» WHAT YOU NEED TO DO
List, from the lines below, each one with "String" in it.

» PROVIDED MATERIAL

■ ■ ■

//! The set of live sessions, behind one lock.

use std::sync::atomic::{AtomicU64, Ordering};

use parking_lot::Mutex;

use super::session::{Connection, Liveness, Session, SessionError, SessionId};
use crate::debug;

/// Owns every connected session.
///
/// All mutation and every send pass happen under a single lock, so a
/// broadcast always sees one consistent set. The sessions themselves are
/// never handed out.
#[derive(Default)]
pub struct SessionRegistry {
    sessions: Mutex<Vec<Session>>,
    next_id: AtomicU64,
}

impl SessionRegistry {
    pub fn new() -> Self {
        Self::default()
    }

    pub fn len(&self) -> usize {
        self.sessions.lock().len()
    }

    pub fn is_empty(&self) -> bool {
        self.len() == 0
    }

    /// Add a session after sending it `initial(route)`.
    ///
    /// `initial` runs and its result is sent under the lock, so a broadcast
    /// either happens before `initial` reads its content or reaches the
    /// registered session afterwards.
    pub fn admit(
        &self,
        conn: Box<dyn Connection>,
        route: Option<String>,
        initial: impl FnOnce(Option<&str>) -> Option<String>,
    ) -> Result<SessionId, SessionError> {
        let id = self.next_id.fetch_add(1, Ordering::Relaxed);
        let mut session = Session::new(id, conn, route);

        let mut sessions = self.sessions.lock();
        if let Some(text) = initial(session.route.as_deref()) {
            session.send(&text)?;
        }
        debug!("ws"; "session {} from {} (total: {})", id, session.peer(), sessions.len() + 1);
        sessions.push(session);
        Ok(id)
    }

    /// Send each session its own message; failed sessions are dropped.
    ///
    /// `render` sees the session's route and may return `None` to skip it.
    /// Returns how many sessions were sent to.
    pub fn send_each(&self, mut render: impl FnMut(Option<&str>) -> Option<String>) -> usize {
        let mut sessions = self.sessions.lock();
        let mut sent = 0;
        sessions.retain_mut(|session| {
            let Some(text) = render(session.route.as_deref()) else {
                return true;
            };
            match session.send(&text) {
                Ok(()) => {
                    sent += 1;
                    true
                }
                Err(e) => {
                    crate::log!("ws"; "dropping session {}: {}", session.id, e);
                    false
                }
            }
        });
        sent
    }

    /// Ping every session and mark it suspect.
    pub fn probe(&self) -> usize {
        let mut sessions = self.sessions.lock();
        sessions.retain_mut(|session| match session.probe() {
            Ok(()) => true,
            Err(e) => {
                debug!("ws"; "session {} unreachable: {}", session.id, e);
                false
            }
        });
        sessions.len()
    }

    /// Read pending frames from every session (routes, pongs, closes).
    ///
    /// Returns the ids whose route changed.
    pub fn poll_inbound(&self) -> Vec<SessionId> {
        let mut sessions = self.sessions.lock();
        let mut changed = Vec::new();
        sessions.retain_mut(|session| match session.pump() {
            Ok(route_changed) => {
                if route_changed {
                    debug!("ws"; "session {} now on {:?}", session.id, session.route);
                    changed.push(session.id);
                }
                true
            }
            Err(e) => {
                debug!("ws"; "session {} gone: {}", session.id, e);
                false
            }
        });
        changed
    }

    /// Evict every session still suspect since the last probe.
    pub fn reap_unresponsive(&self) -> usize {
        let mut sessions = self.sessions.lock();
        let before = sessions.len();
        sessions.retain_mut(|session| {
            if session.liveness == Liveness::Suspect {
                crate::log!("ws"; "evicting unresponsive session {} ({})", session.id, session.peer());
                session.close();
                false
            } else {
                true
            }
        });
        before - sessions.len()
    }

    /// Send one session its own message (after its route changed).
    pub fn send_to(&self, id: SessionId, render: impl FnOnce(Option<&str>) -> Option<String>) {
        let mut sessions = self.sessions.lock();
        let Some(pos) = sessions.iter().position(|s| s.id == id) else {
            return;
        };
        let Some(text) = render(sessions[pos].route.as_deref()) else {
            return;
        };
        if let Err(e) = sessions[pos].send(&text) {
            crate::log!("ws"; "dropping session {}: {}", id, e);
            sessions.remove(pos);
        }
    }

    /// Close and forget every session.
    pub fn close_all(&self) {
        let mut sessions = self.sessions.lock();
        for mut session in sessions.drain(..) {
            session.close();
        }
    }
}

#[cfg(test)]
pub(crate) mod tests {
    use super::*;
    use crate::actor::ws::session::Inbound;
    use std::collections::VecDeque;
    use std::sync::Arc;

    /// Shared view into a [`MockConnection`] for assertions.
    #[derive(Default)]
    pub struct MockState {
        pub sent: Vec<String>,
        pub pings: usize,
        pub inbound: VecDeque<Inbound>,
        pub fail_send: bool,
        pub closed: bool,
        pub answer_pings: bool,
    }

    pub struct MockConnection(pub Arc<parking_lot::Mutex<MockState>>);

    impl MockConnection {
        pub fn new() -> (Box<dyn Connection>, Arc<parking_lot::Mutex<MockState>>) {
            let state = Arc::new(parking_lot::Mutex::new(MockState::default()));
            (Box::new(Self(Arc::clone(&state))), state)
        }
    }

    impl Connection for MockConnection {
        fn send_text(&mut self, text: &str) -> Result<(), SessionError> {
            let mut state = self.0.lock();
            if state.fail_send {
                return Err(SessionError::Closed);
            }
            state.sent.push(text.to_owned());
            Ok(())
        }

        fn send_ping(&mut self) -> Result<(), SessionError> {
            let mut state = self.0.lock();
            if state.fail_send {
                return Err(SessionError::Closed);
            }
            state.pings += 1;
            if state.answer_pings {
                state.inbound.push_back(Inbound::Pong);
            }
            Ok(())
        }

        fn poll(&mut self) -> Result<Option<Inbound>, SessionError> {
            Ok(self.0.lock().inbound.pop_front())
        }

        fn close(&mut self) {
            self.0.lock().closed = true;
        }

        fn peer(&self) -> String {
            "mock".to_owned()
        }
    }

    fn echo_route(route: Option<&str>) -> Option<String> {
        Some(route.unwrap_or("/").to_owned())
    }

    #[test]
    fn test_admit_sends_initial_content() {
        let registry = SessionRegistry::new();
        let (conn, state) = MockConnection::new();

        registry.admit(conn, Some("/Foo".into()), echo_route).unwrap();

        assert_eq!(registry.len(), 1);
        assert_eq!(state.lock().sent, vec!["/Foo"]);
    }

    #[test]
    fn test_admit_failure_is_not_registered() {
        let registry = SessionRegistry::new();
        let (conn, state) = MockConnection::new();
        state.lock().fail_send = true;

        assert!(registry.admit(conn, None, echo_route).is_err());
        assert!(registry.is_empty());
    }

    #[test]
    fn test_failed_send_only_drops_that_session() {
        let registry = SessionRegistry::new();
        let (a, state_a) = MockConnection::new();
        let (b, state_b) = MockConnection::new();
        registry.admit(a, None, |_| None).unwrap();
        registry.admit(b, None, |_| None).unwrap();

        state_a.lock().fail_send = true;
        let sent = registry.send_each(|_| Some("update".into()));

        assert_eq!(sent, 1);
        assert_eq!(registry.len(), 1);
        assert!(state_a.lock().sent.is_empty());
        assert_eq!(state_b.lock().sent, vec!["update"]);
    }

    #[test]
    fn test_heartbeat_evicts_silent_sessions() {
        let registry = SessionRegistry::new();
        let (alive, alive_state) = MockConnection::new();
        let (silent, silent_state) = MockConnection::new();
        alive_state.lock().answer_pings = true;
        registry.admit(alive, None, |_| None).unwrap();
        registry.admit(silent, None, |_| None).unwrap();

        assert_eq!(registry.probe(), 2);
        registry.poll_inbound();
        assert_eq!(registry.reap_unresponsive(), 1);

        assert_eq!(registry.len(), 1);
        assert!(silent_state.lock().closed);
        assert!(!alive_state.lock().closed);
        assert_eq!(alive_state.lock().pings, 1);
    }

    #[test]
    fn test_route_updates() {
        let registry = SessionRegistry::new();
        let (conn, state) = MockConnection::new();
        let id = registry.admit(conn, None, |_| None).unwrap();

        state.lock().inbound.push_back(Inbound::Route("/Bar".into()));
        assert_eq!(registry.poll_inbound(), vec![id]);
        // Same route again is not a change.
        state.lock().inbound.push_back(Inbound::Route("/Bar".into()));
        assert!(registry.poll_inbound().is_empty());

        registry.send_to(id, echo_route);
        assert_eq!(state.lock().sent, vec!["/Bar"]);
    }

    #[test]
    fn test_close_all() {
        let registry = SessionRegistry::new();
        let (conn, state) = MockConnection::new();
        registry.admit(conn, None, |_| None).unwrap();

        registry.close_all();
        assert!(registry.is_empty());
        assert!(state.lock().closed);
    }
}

■ ■ ■

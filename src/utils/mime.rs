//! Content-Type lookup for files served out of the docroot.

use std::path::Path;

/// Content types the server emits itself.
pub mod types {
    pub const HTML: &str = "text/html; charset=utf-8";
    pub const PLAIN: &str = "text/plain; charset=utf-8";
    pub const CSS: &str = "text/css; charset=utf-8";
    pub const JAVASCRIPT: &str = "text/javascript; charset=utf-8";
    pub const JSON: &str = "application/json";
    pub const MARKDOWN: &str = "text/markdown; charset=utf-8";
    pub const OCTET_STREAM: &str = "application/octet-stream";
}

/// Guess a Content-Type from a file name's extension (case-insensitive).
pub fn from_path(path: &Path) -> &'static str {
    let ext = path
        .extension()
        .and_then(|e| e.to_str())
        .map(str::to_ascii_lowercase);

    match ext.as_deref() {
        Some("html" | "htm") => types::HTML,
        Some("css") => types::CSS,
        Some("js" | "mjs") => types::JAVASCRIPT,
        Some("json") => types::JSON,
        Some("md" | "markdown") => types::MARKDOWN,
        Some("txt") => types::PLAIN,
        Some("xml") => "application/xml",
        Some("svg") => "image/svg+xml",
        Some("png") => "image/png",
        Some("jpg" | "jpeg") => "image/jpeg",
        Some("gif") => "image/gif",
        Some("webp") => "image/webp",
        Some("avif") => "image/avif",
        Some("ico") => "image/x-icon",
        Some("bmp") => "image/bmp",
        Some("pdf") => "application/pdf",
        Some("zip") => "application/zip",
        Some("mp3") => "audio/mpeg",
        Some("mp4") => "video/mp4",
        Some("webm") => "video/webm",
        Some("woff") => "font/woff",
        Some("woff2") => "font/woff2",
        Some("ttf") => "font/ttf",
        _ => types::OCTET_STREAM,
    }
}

■ ■ ■

» SOLUTION BELOW
        route: Option<String>,
        initial: impl FnOnce(Option<&str>) -> Option<String>,
    pub fn send_each(&self, mut render: impl FnMut(Option<&str>) -> Option<String>) -> usize {
    pub fn send_to(&self, id: SessionId, render: impl FnOnce(Option<&str>) -> Option<String>) {
        pub sent: Vec<String>,
        fn peer(&self) -> String {
    fn echo_route(route: Option<&str>) -> Option<String> {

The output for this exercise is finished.